● **Aim of the task**
Output the entries below so that they read exactly as they do now.

● **Exercise materials**
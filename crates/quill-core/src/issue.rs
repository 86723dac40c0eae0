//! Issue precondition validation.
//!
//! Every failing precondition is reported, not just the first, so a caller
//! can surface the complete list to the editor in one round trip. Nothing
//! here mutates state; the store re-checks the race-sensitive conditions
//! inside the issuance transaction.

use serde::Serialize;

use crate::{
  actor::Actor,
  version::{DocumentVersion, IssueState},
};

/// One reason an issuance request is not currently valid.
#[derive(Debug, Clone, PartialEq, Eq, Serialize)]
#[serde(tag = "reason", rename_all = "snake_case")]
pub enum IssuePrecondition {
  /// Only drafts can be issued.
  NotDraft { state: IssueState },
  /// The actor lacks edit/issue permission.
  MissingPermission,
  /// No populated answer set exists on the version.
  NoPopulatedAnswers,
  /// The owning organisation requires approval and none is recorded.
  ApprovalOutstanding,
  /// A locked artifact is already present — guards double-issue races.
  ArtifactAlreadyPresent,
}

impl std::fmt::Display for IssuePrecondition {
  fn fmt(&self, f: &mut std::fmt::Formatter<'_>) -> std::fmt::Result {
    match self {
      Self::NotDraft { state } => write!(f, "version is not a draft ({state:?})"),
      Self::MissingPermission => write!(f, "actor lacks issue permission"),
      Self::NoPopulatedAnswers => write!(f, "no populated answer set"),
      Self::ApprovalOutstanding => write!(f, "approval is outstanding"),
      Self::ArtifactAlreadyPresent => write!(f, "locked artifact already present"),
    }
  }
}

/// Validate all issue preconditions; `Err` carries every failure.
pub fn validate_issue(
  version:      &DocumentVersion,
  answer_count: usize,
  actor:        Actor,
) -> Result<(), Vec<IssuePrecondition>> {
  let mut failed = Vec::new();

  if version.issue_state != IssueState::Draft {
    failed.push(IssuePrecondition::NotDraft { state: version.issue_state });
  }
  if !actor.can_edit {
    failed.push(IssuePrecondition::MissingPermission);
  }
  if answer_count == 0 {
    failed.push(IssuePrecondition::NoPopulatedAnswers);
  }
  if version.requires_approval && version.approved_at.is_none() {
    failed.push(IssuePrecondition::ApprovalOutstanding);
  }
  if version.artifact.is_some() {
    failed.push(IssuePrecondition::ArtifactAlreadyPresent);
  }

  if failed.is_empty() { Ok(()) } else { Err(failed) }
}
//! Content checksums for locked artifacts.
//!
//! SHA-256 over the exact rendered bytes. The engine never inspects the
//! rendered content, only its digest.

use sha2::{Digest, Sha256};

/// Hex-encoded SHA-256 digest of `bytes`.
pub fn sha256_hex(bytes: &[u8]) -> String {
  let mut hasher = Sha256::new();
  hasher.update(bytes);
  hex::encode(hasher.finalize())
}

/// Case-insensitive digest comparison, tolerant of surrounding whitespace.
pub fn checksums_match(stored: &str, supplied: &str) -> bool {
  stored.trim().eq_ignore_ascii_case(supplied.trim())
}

● **Solution for this task**
filename crates/quill-core/src/issue.rs
repository 86723dac40c0eae0
//! Issue precondition validation.
//!
//! Every failing precondition is reported, not just the first, so a caller
//! can surface the complete list to the editor in one round trip. Nothing
//! here mutates state; the store re-checks the race-sensitive conditions
//! inside the issuance transaction.

use serde::Serialize;

use crate::{
  actor::Actor,
  version::{DocumentVersion, IssueState},
};

/// One reason an issuance request is not currently valid.
#[derive(Debug, Clone, PartialEq, Eq, Serialize)]
#[serde(tag = "reason", rename_all = "snake_case")]
pub enum IssuePrecondition {
  /// Only drafts can be issued.
  NotDraft { state: IssueState },
  /// The actor lacks edit/issue permission.
  MissingPermission,
  /// No populated answer set exists on the version.
  NoPopulatedAnswers,
  /// The owning organisation requires approval and none is recorded.
  ApprovalOutstanding,
  /// A locked artifact is already present — guards double-issue races.
  ArtifactAlreadyPresent,
}

impl std::fmt::Display for IssuePrecondition {
  fn fmt(&self, f: &mut std::fmt::Formatter<'_>) -> std::fmt::Result {
    match self {
      Self::NotDraft { state } => write!(f, "version is not a draft ({state:?})"),
      Self::MissingPermission => write!(f, "actor lacks issue permission"),
      Self::NoPopulatedAnswers => write!(f, "no populated answer set"),
      Self::ApprovalOutstanding => write!(f, "approval is outstanding"),
      Self::ArtifactAlreadyPresent => write!(f, "locked artifact already present"),
    }
  }
}

/// Validate all issue preconditions; `Err` carries every failure.
pub fn validate_issue(
  version:      &DocumentVersion,
  answer_count: usize,
  actor:        Actor,
) -> Result<(), Vec<IssuePrecondition>> {
  let mut failed = Vec::new();

  if version.issue_state != IssueState::Draft {
    failed.push(IssuePrecondition::NotDraft { state: version.issue_state });
  }
  if !actor.can_edit {
    failed.push(IssuePrecondition::MissingPermission);
  }
  if answer_count == 0 {
    failed.push(IssuePrecondition::NoPopulatedAnswers);
  }
  if version.requires_approval && version.approved_at.is_none() {
    failed.push(IssuePrecondition::ApprovalOutstanding);
  }
  if version.artifact.is_some() {
    failed.push(IssuePrecondition::ArtifactAlreadyPresent);
  }

  if failed.is_empty() { Ok(()) } else { Err(failed) }
}
//! Content checksums for locked artifacts.
//!
//! SHA-256 over the exact rendered bytes. The engine never inspects the
//! rendered content, only its digest.

use sha2::{Digest, Sha256};

/// Hex-encoded SHA-256 digest of `bytes`.
pub fn sha256_hex(bytes: &[u8]) -> String {
  let mut hasher = Sha256::new();
  hasher.update(bytes);
  hex::encode(hasher.finalize())
}

/// Case-insensitive digest comparison, tolerant of surrounding whitespace.
pub fn checksums_match(stored: &str, supplied: &str) -> bool {
  stored.trim().eq_ignore_ascii_case(supplied.trim())
}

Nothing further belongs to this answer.